Work required
Return exactly the lines that run from the one with "query customer licenses." to the last line of the entries below, both included, and nothing else.

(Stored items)
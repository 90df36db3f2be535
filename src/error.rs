use axum::{
    Json,
    http::StatusCode,
    response::{IntoResponse, Response},
};
use thiserror::Error;
use tracing::error;

use crate::{lookup::StoreError, render::escape_html, types::WebhookResponse};

/// Every way a lookup can end without a report.
///
/// The display text is what the agent sees in the sidebar. The helpdesk only
/// reads the body, so all variants are answered with `200 OK`.
#[derive(Debug, Error)]
pub enum LookupError {
    #[error("Invalid signature")]
    AuthenticationFailure,

    #[error("Unable to read customer data from request.")]
    InvalidPayload,

    #[error("Cannot query customer licenses.  E-mail from {own_email}")]
    SelfReferenceRejected { own_email: String },

    #[error("No license data found.")]
    NoMatchFound,

    #[error("Unable to query license data.")]
    BackendUnavailable(#[from] StoreError),

    #[error("License lookup timed out.")]
    Timeout,
}

impl IntoResponse for LookupError {
    fn into_response(self) -> Response {
        if let LookupError::BackendUnavailable(err) = &self {
            error!(error = %err, "license lookup failed");
        }

        let html = escape_html(&self.to_string());
        (StatusCode::OK, Json(WebhookResponse { html })).into_response()
    }
}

Result of this task
    #[error("Cannot query customer licenses.  E-mail from {own_email}")]
    SelfReferenceRejected { own_email: String },

    #[error("No license data found.")]
    NoMatchFound,

    #[error("Unable to query license data.")]
    BackendUnavailable(#[from] StoreError),

    #[error("License lookup timed out.")]
    Timeout,
}

impl IntoResponse for LookupError {
    fn into_response(self) -> Response {
        if let LookupError::BackendUnavailable(err) = &self {
            error!(error = %err, "license lookup failed");
        }

        let html = escape_html(&self.to_string());
        (StatusCode::OK, Json(WebhookResponse { html })).into_response()
    }
}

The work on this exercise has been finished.